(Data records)
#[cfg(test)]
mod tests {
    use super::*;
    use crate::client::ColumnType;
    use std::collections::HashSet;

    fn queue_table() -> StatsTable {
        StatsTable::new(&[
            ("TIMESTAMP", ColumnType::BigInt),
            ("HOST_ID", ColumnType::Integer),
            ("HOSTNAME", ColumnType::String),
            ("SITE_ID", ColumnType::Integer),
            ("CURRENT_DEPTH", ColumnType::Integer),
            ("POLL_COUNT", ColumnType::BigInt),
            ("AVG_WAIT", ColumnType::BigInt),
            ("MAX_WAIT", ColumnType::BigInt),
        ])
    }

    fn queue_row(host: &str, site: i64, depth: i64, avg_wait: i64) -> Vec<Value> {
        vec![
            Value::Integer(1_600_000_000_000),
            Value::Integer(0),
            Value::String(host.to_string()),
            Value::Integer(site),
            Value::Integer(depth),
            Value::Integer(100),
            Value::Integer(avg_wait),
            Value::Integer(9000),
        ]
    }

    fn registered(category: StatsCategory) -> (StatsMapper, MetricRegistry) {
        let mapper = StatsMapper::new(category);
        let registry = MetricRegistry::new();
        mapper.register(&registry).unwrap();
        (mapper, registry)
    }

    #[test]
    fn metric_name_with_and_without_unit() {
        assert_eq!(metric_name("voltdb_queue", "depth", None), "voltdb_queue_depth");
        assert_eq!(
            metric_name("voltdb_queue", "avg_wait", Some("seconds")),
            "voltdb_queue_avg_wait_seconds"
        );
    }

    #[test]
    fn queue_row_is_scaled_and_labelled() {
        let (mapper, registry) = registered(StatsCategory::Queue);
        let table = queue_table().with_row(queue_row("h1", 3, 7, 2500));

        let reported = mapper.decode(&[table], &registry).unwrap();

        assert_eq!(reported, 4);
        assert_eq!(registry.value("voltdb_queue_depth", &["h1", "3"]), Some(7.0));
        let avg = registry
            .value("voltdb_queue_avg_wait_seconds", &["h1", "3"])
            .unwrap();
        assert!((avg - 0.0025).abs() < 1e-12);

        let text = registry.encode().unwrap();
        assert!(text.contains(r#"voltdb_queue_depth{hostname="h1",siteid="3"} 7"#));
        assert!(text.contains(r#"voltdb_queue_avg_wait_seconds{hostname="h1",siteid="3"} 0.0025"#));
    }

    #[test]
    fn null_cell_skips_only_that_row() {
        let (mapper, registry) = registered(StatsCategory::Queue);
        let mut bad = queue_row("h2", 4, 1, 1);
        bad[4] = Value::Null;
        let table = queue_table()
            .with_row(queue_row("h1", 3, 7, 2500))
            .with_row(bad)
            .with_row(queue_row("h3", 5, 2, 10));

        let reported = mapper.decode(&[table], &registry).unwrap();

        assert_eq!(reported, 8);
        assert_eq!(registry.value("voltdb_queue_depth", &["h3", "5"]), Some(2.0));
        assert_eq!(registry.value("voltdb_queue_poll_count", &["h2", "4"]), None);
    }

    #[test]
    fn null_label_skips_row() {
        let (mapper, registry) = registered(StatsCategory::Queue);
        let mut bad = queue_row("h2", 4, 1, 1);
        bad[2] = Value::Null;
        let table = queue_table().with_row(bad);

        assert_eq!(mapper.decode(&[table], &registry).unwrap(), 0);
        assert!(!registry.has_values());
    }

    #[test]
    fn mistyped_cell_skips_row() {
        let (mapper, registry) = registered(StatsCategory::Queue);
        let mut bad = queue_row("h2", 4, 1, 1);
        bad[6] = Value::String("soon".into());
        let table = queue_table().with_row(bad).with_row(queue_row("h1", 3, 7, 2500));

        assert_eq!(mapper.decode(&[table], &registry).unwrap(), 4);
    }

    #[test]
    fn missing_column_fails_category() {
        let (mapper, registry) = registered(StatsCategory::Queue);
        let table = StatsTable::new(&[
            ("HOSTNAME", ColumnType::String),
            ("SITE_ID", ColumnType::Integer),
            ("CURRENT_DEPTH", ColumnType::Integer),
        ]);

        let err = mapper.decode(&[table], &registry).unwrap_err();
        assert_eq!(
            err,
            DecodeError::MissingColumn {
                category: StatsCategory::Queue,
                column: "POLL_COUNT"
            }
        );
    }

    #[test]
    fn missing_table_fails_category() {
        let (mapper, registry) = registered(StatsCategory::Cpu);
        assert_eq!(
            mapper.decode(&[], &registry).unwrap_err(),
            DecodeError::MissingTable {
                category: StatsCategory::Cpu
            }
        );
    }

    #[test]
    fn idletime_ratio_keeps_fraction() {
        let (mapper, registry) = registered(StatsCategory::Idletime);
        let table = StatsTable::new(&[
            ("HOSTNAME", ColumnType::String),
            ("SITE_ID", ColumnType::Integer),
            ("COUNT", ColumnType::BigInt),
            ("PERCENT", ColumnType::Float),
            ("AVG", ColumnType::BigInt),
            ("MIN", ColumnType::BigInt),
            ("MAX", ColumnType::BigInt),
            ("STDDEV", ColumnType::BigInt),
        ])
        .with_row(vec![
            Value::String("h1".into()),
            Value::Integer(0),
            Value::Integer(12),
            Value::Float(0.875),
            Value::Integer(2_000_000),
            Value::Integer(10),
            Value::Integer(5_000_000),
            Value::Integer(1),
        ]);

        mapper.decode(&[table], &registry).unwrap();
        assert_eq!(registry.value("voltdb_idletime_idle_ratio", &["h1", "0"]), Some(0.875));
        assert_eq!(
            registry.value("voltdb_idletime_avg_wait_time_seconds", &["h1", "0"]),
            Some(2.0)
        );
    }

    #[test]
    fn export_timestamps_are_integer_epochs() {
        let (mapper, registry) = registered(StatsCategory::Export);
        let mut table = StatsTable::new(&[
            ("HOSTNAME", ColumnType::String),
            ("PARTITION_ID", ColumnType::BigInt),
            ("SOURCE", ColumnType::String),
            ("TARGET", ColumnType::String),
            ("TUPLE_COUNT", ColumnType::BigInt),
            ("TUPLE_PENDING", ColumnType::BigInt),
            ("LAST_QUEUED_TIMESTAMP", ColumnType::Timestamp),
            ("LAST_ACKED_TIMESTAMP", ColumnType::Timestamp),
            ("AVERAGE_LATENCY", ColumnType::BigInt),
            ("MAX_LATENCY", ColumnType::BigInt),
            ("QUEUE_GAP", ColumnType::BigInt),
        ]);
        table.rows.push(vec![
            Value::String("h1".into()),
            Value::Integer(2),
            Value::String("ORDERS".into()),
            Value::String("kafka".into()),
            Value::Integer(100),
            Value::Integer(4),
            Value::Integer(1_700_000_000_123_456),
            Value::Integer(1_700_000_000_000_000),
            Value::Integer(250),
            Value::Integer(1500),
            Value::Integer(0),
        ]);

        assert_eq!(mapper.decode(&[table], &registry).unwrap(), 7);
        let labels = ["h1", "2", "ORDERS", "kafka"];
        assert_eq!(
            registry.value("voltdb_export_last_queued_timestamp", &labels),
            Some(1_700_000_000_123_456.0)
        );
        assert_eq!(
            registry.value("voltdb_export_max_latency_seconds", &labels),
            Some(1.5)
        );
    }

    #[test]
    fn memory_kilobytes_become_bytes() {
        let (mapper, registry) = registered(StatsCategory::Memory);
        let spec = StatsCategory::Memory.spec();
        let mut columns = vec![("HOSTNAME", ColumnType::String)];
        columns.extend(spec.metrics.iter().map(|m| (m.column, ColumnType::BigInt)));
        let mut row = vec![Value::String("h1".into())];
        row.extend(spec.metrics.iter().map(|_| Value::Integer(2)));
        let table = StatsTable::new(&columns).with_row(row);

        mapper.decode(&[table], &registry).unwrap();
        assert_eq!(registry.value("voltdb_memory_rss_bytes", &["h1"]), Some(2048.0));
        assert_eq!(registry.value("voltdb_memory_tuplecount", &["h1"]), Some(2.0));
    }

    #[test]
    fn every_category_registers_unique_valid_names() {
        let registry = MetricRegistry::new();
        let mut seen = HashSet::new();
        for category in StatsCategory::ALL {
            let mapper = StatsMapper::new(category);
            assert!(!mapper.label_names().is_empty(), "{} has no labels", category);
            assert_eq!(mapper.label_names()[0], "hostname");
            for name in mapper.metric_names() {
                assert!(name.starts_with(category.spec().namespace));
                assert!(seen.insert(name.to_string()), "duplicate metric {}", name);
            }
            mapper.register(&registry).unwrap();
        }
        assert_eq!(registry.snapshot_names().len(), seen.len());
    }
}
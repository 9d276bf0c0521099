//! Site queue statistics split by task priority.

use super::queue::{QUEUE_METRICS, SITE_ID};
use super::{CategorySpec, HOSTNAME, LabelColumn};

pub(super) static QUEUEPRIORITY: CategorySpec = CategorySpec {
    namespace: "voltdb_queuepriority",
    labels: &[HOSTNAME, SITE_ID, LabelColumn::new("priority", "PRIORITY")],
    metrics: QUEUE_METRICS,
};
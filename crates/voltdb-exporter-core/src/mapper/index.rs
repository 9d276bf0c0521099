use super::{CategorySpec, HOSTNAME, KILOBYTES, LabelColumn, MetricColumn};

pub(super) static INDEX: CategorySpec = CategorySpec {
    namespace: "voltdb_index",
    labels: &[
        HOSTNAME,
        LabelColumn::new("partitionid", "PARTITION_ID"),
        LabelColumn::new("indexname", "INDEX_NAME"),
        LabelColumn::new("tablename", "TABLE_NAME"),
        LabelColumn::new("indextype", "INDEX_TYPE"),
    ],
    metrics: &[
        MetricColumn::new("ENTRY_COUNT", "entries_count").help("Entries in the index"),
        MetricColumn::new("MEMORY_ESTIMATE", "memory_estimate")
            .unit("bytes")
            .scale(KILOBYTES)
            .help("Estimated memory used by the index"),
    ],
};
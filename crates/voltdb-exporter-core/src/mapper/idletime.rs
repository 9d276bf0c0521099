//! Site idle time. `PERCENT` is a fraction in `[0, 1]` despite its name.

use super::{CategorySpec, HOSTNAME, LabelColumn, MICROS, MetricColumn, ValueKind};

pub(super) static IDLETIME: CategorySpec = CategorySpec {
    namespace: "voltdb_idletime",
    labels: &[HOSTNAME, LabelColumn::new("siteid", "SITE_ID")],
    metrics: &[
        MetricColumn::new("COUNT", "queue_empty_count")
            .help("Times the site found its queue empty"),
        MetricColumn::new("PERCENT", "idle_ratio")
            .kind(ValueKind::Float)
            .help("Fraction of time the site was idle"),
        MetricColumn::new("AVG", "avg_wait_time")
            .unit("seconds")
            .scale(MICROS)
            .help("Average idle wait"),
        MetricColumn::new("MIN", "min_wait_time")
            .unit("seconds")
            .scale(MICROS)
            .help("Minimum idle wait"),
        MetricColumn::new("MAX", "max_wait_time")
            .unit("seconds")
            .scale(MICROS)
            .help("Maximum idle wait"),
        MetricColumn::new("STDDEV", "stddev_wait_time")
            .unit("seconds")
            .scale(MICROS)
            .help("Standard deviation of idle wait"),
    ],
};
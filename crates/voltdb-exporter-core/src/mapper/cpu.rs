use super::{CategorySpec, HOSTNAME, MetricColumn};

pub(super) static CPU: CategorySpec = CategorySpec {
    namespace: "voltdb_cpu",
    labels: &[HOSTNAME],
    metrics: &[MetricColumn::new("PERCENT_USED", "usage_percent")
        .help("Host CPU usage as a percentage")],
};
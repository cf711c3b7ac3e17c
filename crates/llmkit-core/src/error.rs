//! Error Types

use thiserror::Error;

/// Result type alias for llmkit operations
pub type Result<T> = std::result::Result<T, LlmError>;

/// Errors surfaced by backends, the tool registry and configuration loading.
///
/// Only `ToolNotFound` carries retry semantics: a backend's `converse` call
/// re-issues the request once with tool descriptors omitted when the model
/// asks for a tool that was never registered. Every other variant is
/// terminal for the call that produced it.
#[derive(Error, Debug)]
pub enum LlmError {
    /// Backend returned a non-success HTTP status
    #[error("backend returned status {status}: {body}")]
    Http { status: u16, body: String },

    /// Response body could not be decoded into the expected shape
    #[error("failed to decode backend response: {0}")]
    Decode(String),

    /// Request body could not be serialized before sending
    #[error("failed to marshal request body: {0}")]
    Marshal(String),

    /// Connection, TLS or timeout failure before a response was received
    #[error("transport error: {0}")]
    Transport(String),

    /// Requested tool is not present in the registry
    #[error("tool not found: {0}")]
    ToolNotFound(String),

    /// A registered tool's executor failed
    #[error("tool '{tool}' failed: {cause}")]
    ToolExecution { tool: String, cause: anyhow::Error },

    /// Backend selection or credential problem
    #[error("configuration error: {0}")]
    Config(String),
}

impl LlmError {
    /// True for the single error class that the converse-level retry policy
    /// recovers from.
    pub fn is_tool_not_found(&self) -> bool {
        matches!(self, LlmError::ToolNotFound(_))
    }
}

§ **THE TASK**: The expected answer is each line of the records above that includes the string "ORDERS".

§ **THE COMPLETED TASK**:
            Value::String("ORDERS".into()),
        let labels = ["h1", "2", "ORDERS", "kafka"];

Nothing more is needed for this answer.